My dad was awake when we made it back home, but he didn’t greet me with a big glass of red wine, like he usually does. He wasn’t playing his music from the satellite radio that he’s explained how it works about a million times to me. He wasn’t asking my mom to dance in the kitchen, in their matching Kmart slippers, kissing her in the same way I imagined he has since they first met in 1985. He couldn’t hide his smile – that one that’s just for me, just for his little – and only – girl, just for his daughter that broke his heart by moving 800 miles away to New York City. But I could tell he was uncomfortable and exhausted, distraught and full of thoughts he wasn’t sharing.

Again, I didn’t ask too many questions, I just curled up in the corner of his chair on his side, like I always have and laid my head on his shoulder, careful not to touch the gnarly stiches I was afraid of brushing up against. He smelled like Old Spice and soap, and I let out the first big exhale since February when my mom called to say my dad’s appendix had burst and he was going into the ER.

Should I come home? I can catch a flight tonight? I asked, holed up in a conference room at work, trying my best not to think the very worst.

No, no. It’s not a serious surgery, she said. I’ll tell you if you need to come back, don’t worry sweetie, she said.

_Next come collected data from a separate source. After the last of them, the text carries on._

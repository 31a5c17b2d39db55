//! Outcome record extraction
//!
//! Reads the two cohort rows and three statistic rows of an export into an
//! [`OutcomeRecord`]. Missing cells become empty strings; only a header that
//! cannot be anchored is an error.

use log::debug;
use serde::{Deserialize, Serialize};

pub mod layout;

use self::layout::layout_for;
use crate::error::ExtractionError;
use crate::locator::LocatorOptions;
use crate::reader::Grid;
use crate::record::{CohortRow, Coerced, OutcomeRecord, StatRow, StatisticKind};

/// How the header row and statistic cells are found
#[derive(Debug, Clone, Copy, Default, PartialEq, Eq, Serialize, Deserialize)]
#[serde(rename_all = "kebab-case")]
pub enum ExtractionStrategy {
    /// Header at `fixed_header_row`, no search
    FixedOffset,
    /// Header located by scanning, statistics at configured offsets below it
    #[default]
    HeaderRelative,
    /// Header located by scanning, statistics found by their section labels
    LabelScan,
}

impl ExtractionStrategy {
    pub fn as_str(&self) -> &str {
        match self {
            ExtractionStrategy::FixedOffset => "fixed-offset",
            ExtractionStrategy::HeaderRelative => "header-relative",
            ExtractionStrategy::LabelScan => "label-scan",
        }
    }
}

/// Extraction configuration. Defaults match the canonical export layout.
#[derive(Debug, Clone, PartialEq, Eq, Serialize, Deserialize)]
#[serde(default)]
pub struct ExtractionOptions {
    pub strategy: ExtractionStrategy,
    /// Rows examined per header scan pass
    pub scan_limit: usize,
    /// First row of the fallback scan; 0 disables it
    pub fallback_skip_rows: usize,
    /// Absolute header row for [`ExtractionStrategy::FixedOffset`]
    pub fixed_header_row: usize,
    /// Rows below the header holding the two cohorts
    pub cohort_offsets: [usize; 2],
    pub risk_difference_offset: usize,
    pub risk_ratio_offset: usize,
    pub odds_ratio_offset: usize,
    /// Column of each statistic's point estimate; the interval follows it
    pub stat_value_column: usize,
}

impl Default for ExtractionOptions {
    fn default() -> Self {
        Self {
            strategy: ExtractionStrategy::HeaderRelative,
            scan_limit: 40,
            fallback_skip_rows: 9,
            fixed_header_row: 9,
            cohort_offsets: [1, 2],
            risk_difference_offset: 6,
            risk_ratio_offset: 11,
            odds_ratio_offset: 16,
            stat_value_column: 0,
        }
    }
}

impl ExtractionOptions {
    pub fn locator(&self) -> LocatorOptions {
        LocatorOptions {
            scan_limit: self.scan_limit,
            fallback_skip_rows: self.fallback_skip_rows,
        }
    }

    pub fn stat_offset(&self, kind: StatisticKind) -> usize {
        match kind {
            StatisticKind::RiskDifference => self.risk_difference_offset,
            StatisticKind::RiskRatio => self.risk_ratio_offset,
            StatisticKind::OddsRatio => self.odds_ratio_offset,
        }
    }
}

/// Column positions of the cohort fields
#[derive(Debug, Clone, Copy, PartialEq, Eq)]
struct CohortColumns {
    name: usize,
    n: usize,
    events: usize,
    risk: usize,
}

impl CohortColumns {
    /// Map columns by header label, falling back to positions 1..4
    fn from_header(header: &[String]) -> Self {
        let find = |label: &str, fallback: usize| {
            header
                .iter()
                .position(|cell| cell.trim().eq_ignore_ascii_case(label))
                .unwrap_or(fallback)
        };
        Self {
            name: find("Cohort Name", 1),
            n: find("Patients in Cohort", 2),
            events: find("Patients with Outcome", 3),
            risk: find("Risk", 4),
        }
    }
}

/// Extractor running one configured strategy
pub struct Extractor {
    options: ExtractionOptions,
}

impl Extractor {
    pub fn new(options: ExtractionOptions) -> Self {
        Self { options }
    }

    pub fn options(&self) -> &ExtractionOptions {
        &self.options
    }

    pub fn extract(&self, grid: &Grid, outcome_name: &str) -> Result<OutcomeRecord, ExtractionError> {
        let layout = layout_for(&self.options);
        let header = layout.header_row(grid)?;
        debug!(
            "extracting '{}' with {} layout, header at row {}",
            outcome_name,
            layout.name(),
            header
        );

        let columns = CohortColumns::from_header(grid.row(header));
        let cohorts = self
            .options
            .cohort_offsets
            .map(|offset| read_cohort(grid, header.saturating_add(offset), &columns));

        let stats = StatisticKind::ALL.map(|kind| match layout.statistic_anchor(grid, header, kind) {
            Some((row, col)) => read_statistic(grid, kind, row, col),
            None => {
                debug!("no {} section found", kind);
                StatRow::blank(kind)
            }
        });

        Ok(OutcomeRecord {
            outcome_name: outcome_name.to_string(),
            cohorts,
            stats,
        })
    }
}

/// Extract a record with the given options
pub fn extract(
    grid: &Grid,
    outcome_name: &str,
    options: &ExtractionOptions,
) -> Result<OutcomeRecord, ExtractionError> {
    Extractor::new(options.clone()).extract(grid, outcome_name)
}

fn read_cohort(grid: &Grid, row: usize, columns: &CohortColumns) -> CohortRow {
    CohortRow {
        name: grid.cell(row, columns.name).trim().to_string(),
        n: Coerced::count(grid.cell(row, columns.n)),
        events: Coerced::count(grid.cell(row, columns.events)),
        risk: Coerced::number(grid.cell(row, columns.risk)),
    }
}

fn read_statistic(grid: &Grid, kind: StatisticKind, row: usize, col: usize) -> StatRow {
    let optional = |offset: usize| {
        let text = grid.cell(row, col.saturating_add(offset)).trim();
        (!text.is_empty()).then(|| text.to_string())
    };
    StatRow {
        label: kind,
        value: Coerced::number(grid.cell(row, col)),
        ci_low: Coerced::number(grid.cell(row, col.saturating_add(1))),
        ci_high: Coerced::number(grid.cell(row, col.saturating_add(2))),
        z: optional(3),
        p: optional(4),
    }
}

Two weeks later, I called my mom while walking Lucy, our morning ritual, and her voice was frantic: Your dad’s stitches came undone during his sleep last night, we’re at the hospital getting staples instead.

Mom, do I need to come home? Is he okay? What’s going on? The hospital again? I asked, stopping in the middle of the street as Lucy looked up at me confused. My mom reassured me that all was well and I should just keep my phone on.

Two weeks later, I called after work and asked about their day and my mom so casually said, Oh, your dad had another surgery today. No big deal, sweetie. Everything is fine. Don’t worry!

Mom, why did you never want me to come home when dad went to the hospital all those times? I don’t understand, I asked that night after dad went to sleep well before we did, something that almost never happens. What’s going on, mom? Again, she refused to divulge anything, and I dropped the issue, reminding myself that if something was wrong, they surely wouldn’t keep it from me.

Forever, anyway.

The next day we went for a long walk as a family and then to the Lucky Otter, one of my parents’ favorite watering holes. We sipped on margaritas and we all ignored the awkward tension between all of us, the big secret that no one wanted to say, but needed to be said. We made small talk and I tried my best to stay positive, just waiting for the shoe to drop and smash the conversation. I watched my dad give my mom the look to reassure her and she gave her encouraging smile, a quick nod of the head, and a huge gulp of her drink. My dad sat his down and said words I still hear crystal clear:

You know when I had that last surgery, Linds? He started. I kept eye contact. Well, when my appendix burst, they tested the organs around, just to make sure everything was fine and unaffected. And they found cancer. I had some of my colon removed and I find out in three weeks if it’s gone completely. They caught it early, so it’s probably going to be fine. I didn’t want to add stress to your life or worry you before I needed to. You’re an adult, you should know, but I wanted to protect you.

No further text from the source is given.